B. SUMBER KONFLIK SOSIAL
Konflik yang terjadi pada manusia bersumber pada berbagai macam sebab. Begitu beragamnya sumber konflik yang terjadi antar manusia, sehingga sulit itu untuk dideskripsikan secara jelas dan terperinci sumber dari konflik. Hal ini dikarenakan sesuatu yang seharusnya bisa menjadi sumber konflik, tetapi pada kelompok manusia tertentu ternyata tidak menjadi sumber konflik, demikian halnya sebaliknya. Kadang sesuatu yang sifatnya sepele bisa menjadi sumber konflik antara manusia. Konflik dilatarbelakangi oleh perbedaan ciri-ciri yang dibawa individu dalam suatu interaksi. perbedaan-perbedaan tersebut diantaranya adalah menyangkut ciri fisik, kepandaian, pengetahuan, adat istiadat, keyakinan, dan lain sebagainya. Dengan dibawa sertanya ciri-ciri individual dalam interaksi sosial, konflik merupakan situasi yang wajar dalam setiap masyarakat dan tidak satu masyarakat pun yang tidak pernah mengalami konflik antar anggotanya atau dengan kelompok masyarakat lainnya, konflik hanya akan hilang bersamaan dengan hilangnya masyarakat itu sendiri. Kesimpulannya sumber konflik itu sangat beragam dan kadang sifatnya tidak rasional. Oleh karena kita tidak bisa menetapkan secara tegas bahwa yang menjadi sumber konflik adalah sesuatu hal tertentu, apalagi hanya didasarkan pada hal-hal yang sifatnya rasional. Pada umumnya penyebab munculnya konflik kepentingan sebagai berikut: (1) perbedaan kebutuhan, nilai, dan tujuan, (2) langkanya sumber daya seperti kekuatan, pengaruh, ruang, waktu, uang, popularitas dan posisi, dan (3) persaingan. Ketika kebutuhan, nilai dan tujuan saling bertentangan, ketika sejumlah sumber daya menjadi terbatas, dan ketika persaingan untuk suatu penghargaan serta hak-hak istimewa muncul, konflik kepentingan akan muncul (Johnson & Johnson, 1991). Menurut Anoraga (dalam Saputro, 2003) suatu konflik dapat terjadi karena perbendaan pendapat, salah paham, ada pihak yang dirugikan, dan perasaan sensitif.
1. Perbedaan pendapat
Suatu konflik yang terjadi karena pebedaan pendapat dimana masing-masing pihak merasa dirinya benar, tidak ada yang mau
mengakui kesalahan, dan apabila perbedaan pendapat tersebut amat tajam maka dapat menimbulkan rasa kurang enak, ketegangan dan sebagainya.
2. Salah paham
Salah paham merupakan salah satu hal yang dapat menimbulkan konflik. Misalnya tindakan dari seseorang yang tujuan sebenarnya baik tetapi diterima sebaliknya oleh individu yang lain.

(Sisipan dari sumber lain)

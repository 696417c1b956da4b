//! services/quiz_service/src/adapters/memory.rs
//!
//! In-process implementations of every port, for tests and local runs
//! without a database. A single `InMemoryStore` plays repository, question
//! pool, ledger and activity feed at once, so everything it was asked to
//! record can be inspected afterwards.

use async_trait::async_trait;
use chrono::{DateTime, Duration, Utc};
use quiz_core::{
    ActivityFeed, ActivityNotice, Amount, Clock, PlayerId, PortError, PortResult, Question, QuestionProvider,
    QuizDefinition, QuizId, QuizRepository, QuizSession, ScoreCredit, ScoringSink, Tag,
};
use std::collections::{BTreeSet, HashMap};
use tokio::sync::Mutex;

//=========================================================================================
// The Main Adapter Struct
//=========================================================================================

#[derive(Default)]
pub struct InMemoryStore {
    quizzes: Mutex<HashMap<QuizId, QuizDefinition>>,
    sessions: Mutex<HashMap<(PlayerId, QuizId), QuizSession>>,
    pool: Mutex<Vec<(String, Question)>>,
    credits: Mutex<Vec<ScoreCredit>>,
    notices: Mutex<Vec<ActivityNotice>>,
}

impl InMemoryStore {
    pub fn new() -> Self {
        Self::default()
    }

    /// Adds a question to the pool under `category`.
    pub async fn add_question(&self, category: &str, question: Question) {
        self.pool.lock().await.push((category.to_string(), question));
    }

    pub async fn credits(&self) -> Vec<ScoreCredit> {
        self.credits.lock().await.clone()
    }

    /// Sum of every credit in `category` for `player_id`, points and gold alike.
    pub async fn total_credited(&self, player_id: PlayerId, category: &str) -> i64 {
        self.credits
            .lock()
            .await
            .iter()
            .filter(|c| c.player_id == player_id && c.category == category)
            .map(|c| match c.amount {
                Amount::Points(v) | Amount::Gold(v) => v,
            })
            .sum()
    }

    pub async fn notices(&self) -> Vec<ActivityNotice> {
        self.notices.lock().await.clone()
    }
}

//=========================================================================================
// Port Implementations
//=========================================================================================

#[async_trait]
impl QuestionProvider for InMemoryStore {
    async fn fetch(&self, tags: &BTreeSet<Tag>, category: &str) -> PortResult<Vec<Question>> {
        let pool = self.pool.lock().await;
        Ok(pool
            .iter()
            .filter(|(c, q)| c == category && (tags.is_empty() || !q.tags.is_disjoint(tags)))
            .map(|(_, q)| q.clone())
            .collect())
    }
}

#[async_trait]
impl ScoringSink for InMemoryStore {
    async fn score(&self, credit: ScoreCredit) -> PortResult<()> {
        self.credits.lock().await.push(credit);
        Ok(())
    }
}

#[async_trait]
impl ActivityFeed for InMemoryStore {
    async fn record(&self, notice: ActivityNotice) -> PortResult<()> {
        self.notices.lock().await.push(notice);
        Ok(())
    }
}

#[async_trait]
impl QuizRepository for InMemoryStore {
    async fn get_quiz(&self, quiz_id: QuizId) -> PortResult<QuizDefinition> {
        self.quizzes
            .lock()
            .await
            .get(&quiz_id)
            .cloned()
            .ok_or_else(|| PortError::NotFound(format!("Quiz {} not found", quiz_id)))
    }

    async fn list_quizzes(&self) -> PortResult<Vec<QuizDefinition>> {
        let mut quizzes: Vec<_> = self.quizzes.lock().await.values().cloned().collect();
        quizzes.sort_by_key(|q| q.opens_at);
        Ok(quizzes)
    }

    async fn save_quiz(&self, quiz: &QuizDefinition) -> PortResult<()> {
        self.quizzes.lock().await.insert(quiz.id, quiz.clone());
        Ok(())
    }

    async fn find_session(&self, player_id: PlayerId, quiz_id: QuizId) -> PortResult<Option<QuizSession>> {
        Ok(self.sessions.lock().await.get(&(player_id, quiz_id)).cloned())
    }

    async fn list_sessions_for_player(&self, player_id: PlayerId) -> PortResult<Vec<QuizSession>> {
        Ok(self
            .sessions
            .lock()
            .await
            .values()
            .filter(|s| s.player_id == player_id)
            .cloned()
            .collect())
    }

    async fn save_session(&self, session: &QuizSession) -> PortResult<()> {
        self.sessions
            .lock()
            .await
            .insert((session.player_id, session.quiz_id), session.clone());
        Ok(())
    }
}

//=========================================================================================
// Clock
//=========================================================================================

/// A clock that only moves when told to.
pub struct ManualClock {
    now: std::sync::Mutex<DateTime<Utc>>,
}

impl ManualClock {
    pub fn new(start: DateTime<Utc>) -> Self {
        Self {
            now: std::sync::Mutex::new(start),
        }
    }

    pub fn set(&self, now: DateTime<Utc>) {
        *self.now.lock().unwrap_or_else(|e| e.into_inner()) = now;
    }

    pub fn advance(&self, by: Duration) {
        let mut now = self.now.lock().unwrap_or_else(|e| e.into_inner());
        *now += by;
    }
}

impl Clock for ManualClock {
    fn now(&self) -> DateTime<Utc> {
        *self.now.lock().unwrap_or_else(|e| e.into_inner())
    }
}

3. Ada pihak yang dirugikan
Tindakan salah satu pihak mungkin dianggap merugikan yang lain atau masing-masing pihak merasa dirugikan pihak lain sehingga seseorang yang dirugikan merasa kurang enak, kurang senang atau bahkan membenci.
4. Perasaan sensitif
Seseorang yang terlalu perasa sehingga sering menyalah artikan tindakan orang lain. Contoh, mungkin tindakan seseorang wajar, tetapi oleh pihak lain dianggap merugikan.

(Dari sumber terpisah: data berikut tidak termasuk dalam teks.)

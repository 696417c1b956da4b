//! crates/quiz_core/src/player.rs
//!
//! The quiz extension of a player: every quiz the player has a session for.

use crate::domain::{PlayerId, QuizDefinition, QuizSession};

/// One quiz as seen by one player.
#[derive(Debug, Clone)]
pub struct PlayerQuiz {
    pub quiz: QuizDefinition,
    pub session: QuizSession,
}

#[derive(Debug, Clone)]
pub struct QuizPlayer {
    pub player_id: PlayerId,
    pub quizzes: Vec<PlayerQuiz>,
}

impl QuizPlayer {
    pub fn new(player_id: PlayerId, quizzes: Vec<PlayerQuiz>) -> Self {
        Self { player_id, quizzes }
    }

    /// Quizzes that are both active and public.
    pub fn active_quizzes(&self) -> Vec<&PlayerQuiz> {
        self.quizzes
            .iter()
            .filter(|pq| pq.quiz.is_active() && pq.quiz.is_public())
            .collect()
    }

    pub fn expired_quizzes(&self) -> Vec<&PlayerQuiz> {
        self.quizzes.iter().filter(|pq| pq.quiz.is_expired()).collect()
    }

    pub fn played_quizzes(&self) -> Vec<&PlayerQuiz> {
        self.quizzes.iter().filter(|pq| pq.session.is_played()).collect()
    }
}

Baron & Byrne (dalam Kusnarwatiningsih, 2007) mengemukakan konflik disebabkan antara lain oleh perebutan sumber daya, pembalasan dendam, atribusi dan kesalahan dalam berkomunikasi. Sedangkan Soetopo (2001) juga mengemukakan beberapa faktor yang dapat mempengaruhi timbulnya konflik, antara lain: (1) ciri umum dari pihak-pihak yang terlibat dalam konflik; (2) hubungan pihak-pihak yang mengalami konflik sebelum terjadi konflik; (3) sifat masalah yang menimbulkan konflik; (4) lingkungan sosial tempat konflik terjadi; (5) kepentingan pihak-pihak yang terlibat dalam konflik; (6) strategi yang biasa digunakan pihak-pihak yang mengalami konflik; (7) konsekuensi konflik terhadap pihak yang mengalami konflik dan terhadap pihak lain; dan (8) tingkat kematangan pihak-pihak yang berkonflik. Ada enam kategori penting dari kondisi-kondisi pemula (antecedent conditions) yang menjadi penyebab konflik, yaitu: (1) persaingan terhadap sumber-sumber (competition for resources), (2) ketergantungan pekerjaan (task interdependence), (3) kekaburan bidang tugas (jurisdictional ambiguity), (4) problem status (status problem), (5) rintangan komunikasi (communication barriers), dan (6) sifat-sifat individu (individual traits) (Robbins, Walton & Dutton dalam Wexley & Yukl, 1988).
Schmuck (dalam Soetopo dan Supriyanto, 1999) mengemukakan bahwa kategori sumber-sumber konflik ada empat, yaitu (1) adanya perbedaan fungsi dalam organisasi, (2) adanya pertentangan kekuatan antar orang dan subsistem, (3) adanya perbedaan peranan, dan (4) adanya tekanan yang dipaksakan dari luar kepada organisasi.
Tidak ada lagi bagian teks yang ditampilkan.